→ **PROMPT**:
Copy each line below containing "ABOUTME".
------ TASK INPUTS
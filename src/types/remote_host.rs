// ABOUTME: SSH remote host addresses as given on the command line.
// ABOUTME: Parses "host", "user@host", "host:port" and "user@host:port".

use std::fmt;
use thiserror::Error;

#[derive(Debug, Error, PartialEq, Eq)]
pub enum ParseRemoteHostError {
    #[error("remote host cannot be empty")]
    Empty,

    #[error("hostname cannot be empty")]
    EmptyHostname,

    #[error("user cannot be empty")]
    EmptyUser,

    #[error("invalid port: {0}")]
    InvalidPort(String),

    #[error("invalid character in remote host: '{0}'")]
    InvalidChar(char),
}

/// An SSH destination that hosts the swarm manager.
#[derive(Debug, Clone, PartialEq, Eq, Hash)]
pub struct RemoteHost {
    user: Option<String>,
    host: String,
    port: Option<u16>,
}

impl RemoteHost {
    pub fn parse(s: &str) -> Result<Self, ParseRemoteHostError> {
        let s = s.trim();
        if s.is_empty() {
            return Err(ParseRemoteHostError::Empty);
        }

        // Anything else would be interpreted by ssh or docker as an option or a path.
        if let Some(c) = s.chars().find(|c| c.is_whitespace() || matches!(c, '/' | '\'' | '"')) {
            return Err(ParseRemoteHostError::InvalidChar(c));
        }
        if s.starts_with('-') {
            return Err(ParseRemoteHostError::InvalidChar('-'));
        }

        let (user, rest) = match s.rsplit_once('@') {
            Some((user, _)) if user.is_empty() => return Err(ParseRemoteHostError::EmptyUser),
            Some((user, rest)) => (Some(user.to_string()), rest),
            None => (None, s),
        };

        let (host, port) = match rest.rsplit_once(':') {
            Some((host, port_str)) => {
                let port = port_str
                    .parse::<u16>()
                    .map_err(|_| ParseRemoteHostError::InvalidPort(port_str.to_string()))?;
                (host, Some(port))
            }
            None => (rest, None),
        };

        if host.is_empty() {
            return Err(ParseRemoteHostError::EmptyHostname);
        }

        Ok(Self {
            user,
            host: host.to_string(),
            port,
        })
    }

    pub fn user(&self) -> Option<&str> {
        self.user.as_deref()
    }

    pub fn host(&self) -> &str {
        &self.host
    }

    pub fn port(&self) -> Option<u16> {
        self.port
    }

    /// Destination argument for the ssh binary (`user@host`, port passed separately).
    pub fn ssh_destination(&self) -> String {
        match &self.user {
            Some(user) => format!("{}@{}", user, self.host),
            None => self.host.clone(),
        }
    }

    /// Value for `docker -H`.
    pub fn docker_url(&self) -> String {
        match self.port {
            Some(port) => format!("ssh://{}:{}", self.ssh_destination(), port),
            None => format!("ssh://{}", self.ssh_destination()),
        }
    }
}

impl fmt::Display for RemoteHost {
    fn fmt(&self, f: &mut fmt::Formatter<'_>) -> fmt::Result {
        write!(f, "{}", self.ssh_destination())?;
        if let Some(port) = self.port {
            write!(f, ":{}", port)?;
        }
        Ok(())
    }
}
------------
→ **EXERCISE SOLUTION**:
// ABOUTME: SSH remote host addresses as given on the command line.
// ABOUTME: Parses "host", "user@host", "host:port" and "user@host:port".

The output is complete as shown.